> **REQUIRED ACTION**:
Across all the records below, count the lines that hold "addr". State only that figure.
──────── DATA LISTING ────────
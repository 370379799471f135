//! ## WebDAV share for file managers and Office clients
//!
//! [`Webdav`] (RFC4918) is defined as
//! HTTP (GET/HEAD/PUT/DELETE) plus a bunch of extension methods (PROPFIND, etc).
//! These extension methods are used to manage collections (like unix directories),
//! get information on collections (like unix `ls` or `readdir`), rename and
//! copy items, lock/unlock items, etc.
//!
//! A `handler` is a piece of code that takes a `http::Request`, processes it in some
//! way, and then generates a `http::Response`. This library is a `handler` that maps
//! the HTTP/Webdav protocol onto a directory on the local disk, so that it can be
//! mounted from Linux, macOS and Windows, and documents can be opened and saved
//! in place from Office applications.
//!
//! ## Backend interfaces.
//!
//! - the library contains a [HTTP handler][DavHandler].
//! - storage is a [filesystem][fs::DavFileSystem]. The included one serves a
//!   local directory and keeps [dead properties][fs::DavProp] in a sidecar
//!   JSON store.
//! - locks are kept by a [locksystem][ls::DavLockSystem]. The included
//!   [`FileLs`](ls::FileLs) can persist its lock table, so that locks
//!   survive a restart.
//!
//! The handler works with the standard http types from the `http` and
//! `http_body` crates, so it can be used straight away with hyper.
//!
//! ## Client quirks.
//!
//! Every response carries the capability headers Windows and Office look
//! for (`DAV`, `MS-Author-Via`, `X-MSDAVEXT`, `Allow`/`Public`) and
//! disables caching. Per-client adjustments, such as dropping conditional
//! headers from Office requests, are driven by a [`Compat`] table.
//!
//! ## Implemented standards.
//!
//! The class 1 and 2 parts of [RFC4918]: PROPFIND/PROPPATCH with dead
//! properties, MKCOL, COPY/MOVE, exclusive and shared write locks,
//! lock-null resources and the `If:` header. From the HTTP RFCs the
//! preconditions (If-Match, If-None-Match, If-Modified-Since,
//! If-Unmodified-Since, If-Range) and single byte ranges.
//!
//! ## Example.
//!
//! Example server using [hyper] that serves the /tmp directory in r/w mode
//! below `/webdav`.
//!
//! ```no_run
//! use std::convert::Infallible;
//! use webdav_share::{DavHandler, FileSystem, LockSystem};
//!
//! #[tokio::main]
//! async fn main() {
//!     let dir = "/tmp";
//!     let addr = ([127, 0, 0, 1], 4918).into();
//!
//!     let dav_server = DavHandler::builder(FileSystem::local(dir, false))
//!         .strip_prefix("/webdav")
//!         .locksystem(LockSystem::File("/var/tmp/webdav-locks.json".into()))
//!         .build();
//!
//!     let make_service = hyper::service::make_service_fn(move |_| {
//!         let dav_server = dav_server.clone();
//!         async move {
//!             let func = move |req| {
//!                 let dav_server = dav_server.clone();
//!                 async move {
//!                     Ok::<_, Infallible>(dav_server.handle(req).await)
//!                 }
//!             };
//!             Ok::<_, Infallible>(hyper::service::service_fn(func))
//!         }
//!     });
//!
//!     println!("Serving {} on {}", dir, addr);
//!     let _ = hyper::Server::bind(&addr)
//!         .serve(make_service)
//!         .await
//!         .map_err(|e| eprintln!("server error: {}", e));
//! }
//! ```
//!
//! [`Webdav`]: https://tools.ietf.org/html/rfc4918
//! [RFC4918]: https://tools.ietf.org/html/rfc4918
//! [hyper]: https://hyper.rs/

#![cfg_attr(docsrs, feature(doc_cfg))]

#[macro_use]
extern crate log;
#[macro_use]
extern crate lazy_static;

mod conditional;
mod davhandler;
mod davheaders;
mod davxml;
mod errors;
mod util;
mod xmltree_ext;

pub mod body;
pub mod compat;
pub mod davpath;
pub mod fs;
pub mod ls;

pub(crate) use crate::errors::DavResult;

pub use crate::compat::{Adjustments, ClientMatcher, Compat, CompatRule};
pub use crate::davhandler::{DavBuilder, DavHandler, FileSystem, LockSystem};
pub use crate::util::{DavMethod, DavMethodSet};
────────
> **WRITTEN SOLUTION**:
3